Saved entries
□ □ □ □ □ □ □
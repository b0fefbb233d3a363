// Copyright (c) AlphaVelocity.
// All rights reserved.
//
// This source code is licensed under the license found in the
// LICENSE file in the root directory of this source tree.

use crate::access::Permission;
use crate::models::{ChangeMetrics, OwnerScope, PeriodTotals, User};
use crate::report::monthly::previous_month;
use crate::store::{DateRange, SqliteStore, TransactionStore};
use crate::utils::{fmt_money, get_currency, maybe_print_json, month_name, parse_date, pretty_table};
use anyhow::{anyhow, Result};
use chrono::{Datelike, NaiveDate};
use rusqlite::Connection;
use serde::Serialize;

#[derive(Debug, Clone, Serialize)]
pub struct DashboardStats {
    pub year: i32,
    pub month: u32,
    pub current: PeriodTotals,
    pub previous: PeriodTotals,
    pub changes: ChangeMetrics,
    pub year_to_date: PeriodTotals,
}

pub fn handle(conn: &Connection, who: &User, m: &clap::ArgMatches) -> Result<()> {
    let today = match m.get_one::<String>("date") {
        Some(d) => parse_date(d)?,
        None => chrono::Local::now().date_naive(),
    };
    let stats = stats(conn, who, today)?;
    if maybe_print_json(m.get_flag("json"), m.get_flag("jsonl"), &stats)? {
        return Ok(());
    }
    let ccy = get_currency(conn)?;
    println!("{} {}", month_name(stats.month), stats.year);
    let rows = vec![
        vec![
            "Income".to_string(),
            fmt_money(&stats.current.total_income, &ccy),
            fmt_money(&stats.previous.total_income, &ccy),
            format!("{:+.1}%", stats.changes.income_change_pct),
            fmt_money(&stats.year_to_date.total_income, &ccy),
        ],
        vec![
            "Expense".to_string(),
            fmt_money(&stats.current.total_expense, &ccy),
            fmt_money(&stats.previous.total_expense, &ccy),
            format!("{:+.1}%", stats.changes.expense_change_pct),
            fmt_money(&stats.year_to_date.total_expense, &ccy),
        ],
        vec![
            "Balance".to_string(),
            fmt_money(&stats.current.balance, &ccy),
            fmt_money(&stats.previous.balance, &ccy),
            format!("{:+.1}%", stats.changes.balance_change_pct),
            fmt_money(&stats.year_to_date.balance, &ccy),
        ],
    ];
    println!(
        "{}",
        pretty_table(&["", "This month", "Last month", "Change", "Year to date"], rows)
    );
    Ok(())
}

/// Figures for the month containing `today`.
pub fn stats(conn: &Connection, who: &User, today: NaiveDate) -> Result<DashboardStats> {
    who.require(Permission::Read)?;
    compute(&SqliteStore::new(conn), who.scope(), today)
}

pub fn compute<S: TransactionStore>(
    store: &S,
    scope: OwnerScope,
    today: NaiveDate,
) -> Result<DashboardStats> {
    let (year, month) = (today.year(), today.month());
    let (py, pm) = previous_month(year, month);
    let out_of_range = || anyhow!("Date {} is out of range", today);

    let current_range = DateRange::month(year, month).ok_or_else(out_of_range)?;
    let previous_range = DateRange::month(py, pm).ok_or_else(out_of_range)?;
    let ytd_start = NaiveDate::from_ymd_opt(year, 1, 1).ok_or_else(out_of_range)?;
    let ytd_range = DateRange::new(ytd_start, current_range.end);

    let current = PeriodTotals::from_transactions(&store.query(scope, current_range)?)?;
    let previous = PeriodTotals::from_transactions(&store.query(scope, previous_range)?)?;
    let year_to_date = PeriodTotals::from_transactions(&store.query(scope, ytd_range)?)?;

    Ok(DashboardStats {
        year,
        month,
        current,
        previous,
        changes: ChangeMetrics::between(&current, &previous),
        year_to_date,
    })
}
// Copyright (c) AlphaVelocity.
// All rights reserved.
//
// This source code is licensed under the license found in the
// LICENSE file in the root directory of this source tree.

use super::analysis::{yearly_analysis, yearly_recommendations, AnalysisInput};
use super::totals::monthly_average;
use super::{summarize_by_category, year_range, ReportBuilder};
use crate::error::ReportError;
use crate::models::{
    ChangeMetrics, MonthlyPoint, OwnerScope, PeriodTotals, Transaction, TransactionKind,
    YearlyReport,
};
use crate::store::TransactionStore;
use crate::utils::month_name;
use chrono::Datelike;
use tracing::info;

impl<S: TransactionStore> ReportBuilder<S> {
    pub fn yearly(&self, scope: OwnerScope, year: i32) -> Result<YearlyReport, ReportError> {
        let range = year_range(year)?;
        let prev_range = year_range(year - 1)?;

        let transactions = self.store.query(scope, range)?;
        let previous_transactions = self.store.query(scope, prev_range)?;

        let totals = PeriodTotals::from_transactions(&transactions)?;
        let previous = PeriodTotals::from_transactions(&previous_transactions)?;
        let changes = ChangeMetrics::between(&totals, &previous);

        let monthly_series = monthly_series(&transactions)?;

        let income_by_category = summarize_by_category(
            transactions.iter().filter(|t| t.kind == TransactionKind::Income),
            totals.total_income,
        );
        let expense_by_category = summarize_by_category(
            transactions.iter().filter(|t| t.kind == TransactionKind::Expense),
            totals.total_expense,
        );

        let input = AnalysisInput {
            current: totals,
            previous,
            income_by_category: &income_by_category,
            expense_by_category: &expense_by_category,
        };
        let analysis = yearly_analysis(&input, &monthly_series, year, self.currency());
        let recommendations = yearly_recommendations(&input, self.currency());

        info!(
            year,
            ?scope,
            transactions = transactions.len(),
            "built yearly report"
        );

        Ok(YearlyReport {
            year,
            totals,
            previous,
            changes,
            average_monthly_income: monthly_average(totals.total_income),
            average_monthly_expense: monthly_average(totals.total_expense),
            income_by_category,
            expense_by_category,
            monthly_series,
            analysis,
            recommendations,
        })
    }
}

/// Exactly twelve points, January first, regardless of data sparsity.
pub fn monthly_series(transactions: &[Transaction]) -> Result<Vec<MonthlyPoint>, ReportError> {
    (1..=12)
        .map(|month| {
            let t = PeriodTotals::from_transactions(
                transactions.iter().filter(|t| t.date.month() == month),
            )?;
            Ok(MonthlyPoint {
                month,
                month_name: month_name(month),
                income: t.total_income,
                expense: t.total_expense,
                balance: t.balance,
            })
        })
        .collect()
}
□ □ □ □ □ □ □
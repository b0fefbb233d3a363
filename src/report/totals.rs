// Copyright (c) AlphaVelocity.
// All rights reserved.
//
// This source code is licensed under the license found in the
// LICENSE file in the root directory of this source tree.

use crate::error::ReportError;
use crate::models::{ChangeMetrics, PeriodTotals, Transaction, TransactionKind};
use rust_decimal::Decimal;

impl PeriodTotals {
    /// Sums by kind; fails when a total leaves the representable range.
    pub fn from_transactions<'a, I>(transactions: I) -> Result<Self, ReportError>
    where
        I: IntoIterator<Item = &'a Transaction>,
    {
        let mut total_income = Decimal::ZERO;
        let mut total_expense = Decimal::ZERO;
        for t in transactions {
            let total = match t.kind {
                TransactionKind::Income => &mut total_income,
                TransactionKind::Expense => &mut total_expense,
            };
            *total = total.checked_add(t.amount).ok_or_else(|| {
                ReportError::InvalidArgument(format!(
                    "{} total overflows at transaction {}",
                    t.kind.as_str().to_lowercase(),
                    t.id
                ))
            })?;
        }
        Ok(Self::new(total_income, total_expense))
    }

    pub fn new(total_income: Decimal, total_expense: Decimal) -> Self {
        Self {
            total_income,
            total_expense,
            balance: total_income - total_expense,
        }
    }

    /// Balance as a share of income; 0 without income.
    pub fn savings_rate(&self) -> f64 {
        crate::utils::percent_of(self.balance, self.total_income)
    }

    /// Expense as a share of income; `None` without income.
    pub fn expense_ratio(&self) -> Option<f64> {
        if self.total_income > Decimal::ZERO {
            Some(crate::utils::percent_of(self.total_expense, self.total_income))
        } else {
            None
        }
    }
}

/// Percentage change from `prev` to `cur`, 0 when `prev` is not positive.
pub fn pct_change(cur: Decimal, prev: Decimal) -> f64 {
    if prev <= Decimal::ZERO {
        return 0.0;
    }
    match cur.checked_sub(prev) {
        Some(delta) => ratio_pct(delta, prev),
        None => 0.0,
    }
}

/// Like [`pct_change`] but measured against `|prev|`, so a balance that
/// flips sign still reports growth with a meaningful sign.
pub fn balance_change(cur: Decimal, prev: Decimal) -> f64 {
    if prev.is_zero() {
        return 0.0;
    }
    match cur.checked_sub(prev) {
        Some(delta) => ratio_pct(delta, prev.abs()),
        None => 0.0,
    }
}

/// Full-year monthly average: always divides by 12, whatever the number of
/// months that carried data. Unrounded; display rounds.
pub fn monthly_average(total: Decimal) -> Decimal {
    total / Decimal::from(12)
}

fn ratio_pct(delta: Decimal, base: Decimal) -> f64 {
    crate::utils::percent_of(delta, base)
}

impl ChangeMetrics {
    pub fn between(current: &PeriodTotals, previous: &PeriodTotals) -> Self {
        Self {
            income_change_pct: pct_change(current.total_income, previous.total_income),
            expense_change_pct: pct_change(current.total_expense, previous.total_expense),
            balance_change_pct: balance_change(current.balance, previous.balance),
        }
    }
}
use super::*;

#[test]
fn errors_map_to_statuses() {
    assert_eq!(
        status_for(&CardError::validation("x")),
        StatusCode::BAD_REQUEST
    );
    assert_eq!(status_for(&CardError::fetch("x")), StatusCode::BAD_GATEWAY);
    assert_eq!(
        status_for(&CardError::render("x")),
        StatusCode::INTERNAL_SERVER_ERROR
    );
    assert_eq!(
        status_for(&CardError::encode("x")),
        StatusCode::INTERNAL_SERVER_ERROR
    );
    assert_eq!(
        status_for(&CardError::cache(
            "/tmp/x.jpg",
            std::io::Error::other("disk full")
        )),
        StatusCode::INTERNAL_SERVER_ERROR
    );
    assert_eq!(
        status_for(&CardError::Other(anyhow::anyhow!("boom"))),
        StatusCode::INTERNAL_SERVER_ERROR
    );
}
□ □ □ □ □ □ □
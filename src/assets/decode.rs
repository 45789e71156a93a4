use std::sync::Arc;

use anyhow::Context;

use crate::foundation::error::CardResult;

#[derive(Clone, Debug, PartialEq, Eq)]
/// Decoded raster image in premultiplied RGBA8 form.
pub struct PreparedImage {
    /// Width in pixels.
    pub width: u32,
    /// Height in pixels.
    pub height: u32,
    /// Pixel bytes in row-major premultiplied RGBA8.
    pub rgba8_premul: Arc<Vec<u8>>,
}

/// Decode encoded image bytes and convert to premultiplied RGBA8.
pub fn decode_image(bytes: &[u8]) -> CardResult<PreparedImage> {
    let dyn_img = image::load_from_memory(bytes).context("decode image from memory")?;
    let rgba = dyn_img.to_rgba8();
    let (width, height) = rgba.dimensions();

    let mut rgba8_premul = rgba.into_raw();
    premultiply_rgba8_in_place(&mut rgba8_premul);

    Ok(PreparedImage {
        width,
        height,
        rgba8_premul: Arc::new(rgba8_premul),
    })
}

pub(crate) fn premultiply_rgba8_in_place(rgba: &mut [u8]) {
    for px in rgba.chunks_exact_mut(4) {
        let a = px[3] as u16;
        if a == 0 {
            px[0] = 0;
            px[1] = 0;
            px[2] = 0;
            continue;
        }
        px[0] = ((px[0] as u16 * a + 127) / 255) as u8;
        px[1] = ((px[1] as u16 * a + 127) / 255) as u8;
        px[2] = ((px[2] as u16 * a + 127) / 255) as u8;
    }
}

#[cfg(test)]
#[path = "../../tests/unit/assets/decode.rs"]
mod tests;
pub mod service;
□ □ □ □ □ □ □
**Aim of the exercise**
Only the lines above starting with the one with "px[0] = ((px[0]" and going through the one with "pub mod service;" are to be copied, word for word and with both ends kept.

**Solution to this problem**
        px[0] = ((px[0] as u16 * a + 127) / 255) as u8;
        px[1] = ((px[1] as u16 * a + 127) / 255) as u8;
        px[2] = ((px[2] as u16 * a + 127) / 255) as u8;
    }
}

#[cfg(test)]
#[path = "../../tests/unit/assets/decode.rs"]
mod tests;
pub mod service;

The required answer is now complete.